14 Cameras is a 2018 American crime horror thriller film written by Victor Zarcoff, directed by Seth Fuller and Scott Hussion and starring Neville Archambault. It is the sequel to the 2016 film 13 Cameras.

==Cast==
- Neville Archambault as Gerald
- Amber Midthunder as Danielle
- Brianne Moncrief as Claire
- Chelsea Edmundson as Sarah
- John-Paul Howard as Kyle
- Hank Rogerson as Arthur
- Gavin White as Junior
- Brytnee Ratledge as Molly
- Lora Martinez-Cunningham as Lori
- Tait Fletcher as Gargoyle

==Release==
The film was released on July 27, 2018.

==Reception==
The film has a 22% rating on Rotten Tomatoes based on nine reviews.

Frank Scheck of The Hollywood Reporter gave the film a negative review and wrote, "Voyeurism has never been so boring."

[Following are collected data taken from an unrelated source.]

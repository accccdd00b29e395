//! Movement, pickup and level progression rules for the active session.

use motion_maze_core::{
    CellCoord, Direction, Event, GameStateKind, MazeDimensions, PickupRoute, StatusEffect,
};

use crate::{
    entities::{DelegatedEffect, Obstacle, PowerUp},
    maze::Maze,
    player::EffectOutcome,
    World,
};

/// Score deducted for running into an obstacle.
const COLLISION_PENALTY: i64 = 50;
/// Score awarded for finishing a level.
const LEVEL_BONUS: i64 = 100;

impl World {
    /// Resolves a movement attempt while playing.
    pub(crate) fn resolve_movement(
        &mut self,
        direction: Direction,
        out_events: &mut Vec<Event>,
    ) -> Option<GameStateKind> {
        let from = self.player.cell();
        let target = from.offset(direction, 1, self.maze.dimensions())?;
        if self.config.respect_walls && !self.maze.is_passage(from, direction) {
            return None;
        }

        let destination = match self.player.planned_steps(&mut self.rng) {
            0 => from,
            1 => target,
            _ => self.hastened_landing(target, direction),
        };
        self.relocate(destination, out_events);

        let cell = self.player.cell();
        if self.maze.is_finish(cell) {
            return Some(GameStateKind::Completed);
        }
        if let Some(obstacle) = self.maze.take_obstacle_at(cell) {
            self.resolve_obstacle(obstacle, COLLISION_PENALTY, out_events);
        }
        if let Some(power_up) = self.maze.take_power_up_at(cell) {
            self.collect_power_up(power_up, PickupRoute::Movement, out_events);
        }
        self.player.is_defeated().then_some(GameStateKind::GameOver)
    }

    /// Places the player directly on `cell`, ignoring status effects.
    pub(crate) fn resolve_teleport(
        &mut self,
        cell: CellCoord,
        out_events: &mut Vec<Event>,
    ) -> Option<GameStateKind> {
        if !self.maze.contains(cell) {
            return None;
        }

        self.relocate(cell, out_events);
        if let Some(power_up) = self.maze.take_power_up_at(cell) {
            self.collect_power_up(power_up, PickupRoute::Teleport, out_events);
        }
        self.maze
            .is_finish(cell)
            .then_some(GameStateKind::Completed)
    }

    /// Applies every obstacle left on the player's cell without a score penalty.
    pub(crate) fn sweep_lingering_obstacles(
        &mut self,
        out_events: &mut Vec<Event>,
    ) -> Option<GameStateKind> {
        let cell = self.player.cell();
        while let Some(obstacle) = self.maze.take_obstacle_at(cell) {
            self.resolve_obstacle(obstacle, 0, out_events);
        }
        self.player.is_defeated().then_some(GameStateKind::GameOver)
    }

    /// Starts over from level one with a zero score on a base-size maze.
    pub(crate) fn restart(&mut self, out_events: &mut Vec<Event>) {
        let dimensions = self.config.base_dimensions;
        self.replace_maze(dimensions, 1);
        self.player.reset_score();
        out_events.push(Event::GameStarted { dimensions });
    }

    /// Moves on to the next level on a maze that grows with the level.
    pub(crate) fn advance_level(&mut self, out_events: &mut Vec<Event>) {
        let level = self.maze.level().saturating_add(1);
        let base = self.config.base_dimensions;
        let dimensions = MazeDimensions::new(
            base.columns().saturating_add(level),
            base.rows().saturating_add(level),
        );
        self.player.add_score(LEVEL_BONUS);
        self.replace_maze(dimensions, level);
        out_events.push(Event::LevelStarted { level, dimensions });
    }

    /// Inserts a power-up, ignoring cells outside the maze.
    pub(crate) fn spawn_power_up(&mut self, power_up: PowerUp, out_events: &mut Vec<Event>) {
        if !self.maze.contains(power_up.cell()) {
            return;
        }
        self.maze.add_power_up(power_up);
        out_events.push(Event::PowerUpSpawned {
            cell: power_up.cell(),
            kind: power_up.kind(),
        });
    }

    /// Inserts an obstacle, ignoring cells outside the maze.
    pub(crate) fn spawn_obstacle(&mut self, obstacle: Obstacle, out_events: &mut Vec<Event>) {
        if !self.maze.contains(obstacle.cell()) {
            return;
        }
        self.maze.add_obstacle(obstacle);
        out_events.push(Event::ObstacleSpawned {
            cell: obstacle.cell(),
            kind: obstacle.kind(),
        });
    }

    fn replace_maze(&mut self, dimensions: MazeDimensions, level: u32) {
        self.maze = Maze::generate_unchecked(dimensions, level, &mut self.rng);
        self.player.move_to(self.maze.start());
        self.player.reset();
    }

    fn hastened_landing(&self, target: CellCoord, direction: Direction) -> CellCoord {
        let Some(beyond) = target.offset(direction, 1, self.maze.dimensions()) else {
            return target;
        };
        if self.config.respect_walls && !self.maze.is_passage(target, direction) {
            return target;
        }
        beyond
    }

    fn relocate(&mut self, to: CellCoord, out_events: &mut Vec<Event>) {
        let from = self.player.cell();
        if from == to {
            return;
        }
        self.player.move_to(to);
        out_events.push(Event::PlayerMoved { from, to });
    }

    fn resolve_obstacle(&mut self, obstacle: Obstacle, penalty: i64, out_events: &mut Vec<Event>) {
        let outcome = obstacle.apply(&mut self.player);
        self.player.add_score(-penalty);
        out_events.push(Event::ObstacleHit {
            cell: obstacle.cell(),
            kind: obstacle.kind(),
            damage: outcome.damage,
        });
        if outcome.shield_consumed {
            out_events.push(Event::ShieldConsumed);
        }
        if let Some(effect) = outcome.delegated {
            self.apply_delegated(effect, out_events);
        }
    }

    fn collect_power_up(
        &mut self,
        power_up: PowerUp,
        route: PickupRoute,
        out_events: &mut Vec<Event>,
    ) {
        let delegated = power_up.apply(&mut self.player);
        self.player.add_score(route.score_award());
        out_events.push(Event::PowerUpCollected {
            cell: power_up.cell(),
            kind: power_up.kind(),
            route,
        });
        if let Some(effect) = delegated {
            self.apply_delegated(effect, out_events);
        }
    }

    fn apply_delegated(&mut self, effect: DelegatedEffect, out_events: &mut Vec<Event>) {
        let now = self.clock;
        let durations = self.config.durations;
        let event = match effect {
            DelegatedEffect::Haste => Event::StatusApplied {
                effect: StatusEffect::Hastened,
                expires_at: self.player.haste(durations.haste, now),
            },
            DelegatedEffect::Shield => Event::StatusApplied {
                effect: StatusEffect::Shielded,
                expires_at: self.player.add_shield(durations.shield, now),
            },
            DelegatedEffect::Slow => match self.player.slow(durations.slow, now) {
                EffectOutcome::Applied { expires_at } => Event::StatusApplied {
                    effect: StatusEffect::Slowed,
                    expires_at,
                },
                EffectOutcome::Absorbed => Event::ShieldConsumed,
            },
        };
        out_events.push(event);
    }
}

#[cfg(test)]
mod tests {
    use std::time::Duration;

    use motion_maze_core::{ObstacleKind, PowerUpKind};

    use super::*;
    use crate::{state::GameState, WorldConfig};

    /// Playing world on an open, entity-free maze with the player at `cell`.
    fn world_at(columns: u32, rows: u32, cell: CellCoord) -> World {
        let config = WorldConfig::new(17).with_base_dimensions(MazeDimensions::new(columns, rows));
        let mut world = World::new(config).expect("world");
        world.maze = Maze::walled(MazeDimensions::new(columns, rows), 1);
        world.player.move_to(cell);
        world.state = GameState::entering(GameStateKind::Playing);
        world
    }

    #[test]
    fn hastened_move_skips_intermediate_cell() {
        let mut world = world_at(5, 5, CellCoord::new(1, 1));
        let _ = world.player.haste(Duration::from_secs(5), Duration::ZERO);
        world
            .maze
            .add_power_up(PowerUp::new(CellCoord::new(2, 1), PowerUpKind::Key));

        let mut events = Vec::new();
        assert_eq!(world.resolve_movement(Direction::Right, &mut events), None);

        assert_eq!(world.player.cell(), CellCoord::new(3, 1));
        assert!(world.maze.power_up_at(CellCoord::new(2, 1)).is_some());
        assert!(!world.player.has_key());
        assert_eq!(
            events,
            vec![Event::PlayerMoved {
                from: CellCoord::new(1, 1),
                to: CellCoord::new(3, 1)
            }]
        );
    }

    #[test]
    fn hastened_move_at_edge_lands_on_single_step() {
        let mut world = world_at(5, 5, CellCoord::new(3, 0));
        let _ = world.player.haste(Duration::from_secs(5), Duration::ZERO);

        let mut events = Vec::new();
        let _ = world.resolve_movement(Direction::Right, &mut events);
        assert_eq!(world.player.cell(), CellCoord::new(4, 0));
    }

    #[test]
    fn trapped_player_still_resolves_current_cell() {
        let mut world = world_at(4, 4, CellCoord::new(1, 1));
        let _ = world.player.trap(Duration::from_secs(3), Duration::ZERO);
        world
            .maze
            .add_obstacle(Obstacle::new(CellCoord::new(1, 1), ObstacleKind::Fire));

        let mut events = Vec::new();
        assert_eq!(world.resolve_movement(Direction::Down, &mut events), None);

        assert_eq!(world.player.cell(), CellCoord::new(1, 1));
        assert_eq!(world.player.health(), 85);
        assert_eq!(world.player.score(), -50);
    }

    #[test]
    fn finish_check_precedes_death_check() {
        let mut world = world_at(3, 3, CellCoord::new(1, 2));
        let _ = world.player.apply_damage(95);
        world
            .maze
            .add_obstacle(Obstacle::new(CellCoord::new(2, 2), ObstacleKind::Pit));

        let mut events = Vec::new();
        assert_eq!(
            world.resolve_movement(Direction::Right, &mut events),
            Some(GameStateKind::Completed)
        );
        assert_eq!(world.player.health(), 5);
        assert!(world.maze.obstacle_at(CellCoord::new(2, 2)).is_some());
    }

    #[test]
    fn obstacle_then_power_up_on_same_cell() {
        let mut world = world_at(4, 4, CellCoord::new(0, 1));
        let cell = CellCoord::new(1, 1);
        world
            .maze
            .add_obstacle(Obstacle::new(cell, ObstacleKind::Enemy));
        world.maze.add_power_up(PowerUp::new(cell, PowerUpKind::Health));

        let mut events = Vec::new();
        assert_eq!(world.resolve_movement(Direction::Right, &mut events), None);

        assert_eq!(world.player.health(), 100);
        assert_eq!(world.player.score(), -25);
        assert!(!world.maze.is_occupied(cell));
        assert_eq!(
            events,
            vec![
                Event::PlayerMoved {
                    from: CellCoord::new(0, 1),
                    to: cell
                },
                Event::ObstacleHit {
                    cell,
                    kind: ObstacleKind::Enemy,
                    damage: 20
                },
                Event::PowerUpCollected {
                    cell,
                    kind: PowerUpKind::Health,
                    route: PickupRoute::Movement
                },
            ]
        );
    }

    #[test]
    fn lethal_obstacle_ends_the_game() {
        let mut world = world_at(4, 4, CellCoord::new(0, 1));
        let _ = world.player.apply_damage(80);
        world
            .maze
            .add_obstacle(Obstacle::new(CellCoord::new(1, 1), ObstacleKind::Pit));

        let mut events = Vec::new();
        assert_eq!(
            world.resolve_movement(Direction::Right, &mut events),
            Some(GameStateKind::GameOver)
        );
        assert_eq!(world.player.health(), 0);
    }

    #[test]
    fn shield_absorbs_ice() {
        let mut world = world_at(4, 4, CellCoord::new(0, 1));
        let _ = world.player.add_shield(Duration::from_secs(5), Duration::ZERO);
        world
            .maze
            .add_obstacle(Obstacle::new(CellCoord::new(1, 1), ObstacleKind::Ice));

        let mut events = Vec::new();
        let _ = world.resolve_movement(Direction::Right, &mut events);

        assert!(events.contains(&Event::ShieldConsumed));
        assert_eq!(world.player.status(), motion_maze_core::StatusFlags::default());
    }

    #[test]
    fn walls_block_movement_when_respected() {
        let origin = CellCoord::new(0, 0);
        let mut world = world_at(3, 3, origin);
        world.config.respect_walls = true;
        world.maze = Maze::generate_unchecked(MazeDimensions::new(3, 3), 1, &mut world.rng);
        for cell in world.maze.dimensions().cells() {
            while world.maze.take_power_up_at(cell).is_some() {}
            while world.maze.take_obstacle_at(cell).is_some() {}
        }

        for direction in [Direction::Right, Direction::Down] {
            world.player.move_to(origin);
            let mut events = Vec::new();
            let _ = world.resolve_movement(direction, &mut events);

            let expected = if world.maze.is_passage(origin, direction) {
                origin.offset(direction, 1, world.maze.dimensions()).expect("in bounds")
            } else {
                origin
            };
            assert_eq!(world.player.cell(), expected);
        }
    }

    #[test]
    fn teleport_collects_power_up_with_reduced_award() {
        let mut world = world_at(4, 4, CellCoord::new(0, 0));
        let cell = CellCoord::new(2, 3);
        world.maze.add_power_up(PowerUp::new(cell, PowerUpKind::Speed));

        let mut events = Vec::new();
        assert_eq!(world.resolve_teleport(cell, &mut events), None);

        assert_eq!(world.player.cell(), cell);
        assert_eq!(world.player.score(), 10);
        assert_eq!(
            world.player.status().hastened,
            Some(Duration::from_secs(5))
        );
    }

    #[test]
    fn teleport_outside_maze_is_ignored() {
        let mut world = world_at(4, 4, CellCoord::new(1, 1));
        let mut events = Vec::new();
        assert_eq!(world.resolve_teleport(CellCoord::new(4, 0), &mut events), None);
        assert_eq!(world.player.cell(), CellCoord::new(1, 1));
        assert!(events.is_empty());
    }
}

Nick Rocco Scalia of Film Threat rated the film a 5 out of 10 and wrote, "A lot of 14 Cameras‘ shortcomings can be at least partially attributed to screenwriter Victor Zarcoff, who both wrote and directed the previous film. This one is largely plotless, and the script fails to develop any memorable or sympathetic characters..."

Noel Murray of the Los Angeles Times also gave the film a negative review, calling it "a tedious exploitation picture not even sleazy enough to find offensive."

Adam Graham of The Detroit News graded the film a D and wrote, "14 Cameras is simply a perv fantasy pretending to be something more than the icky piece of filmmaking that it is."

==Sequel==

A sequel titled 15 Cameras was released on October 13, 2023 without Neville Archambault, who died in 2022.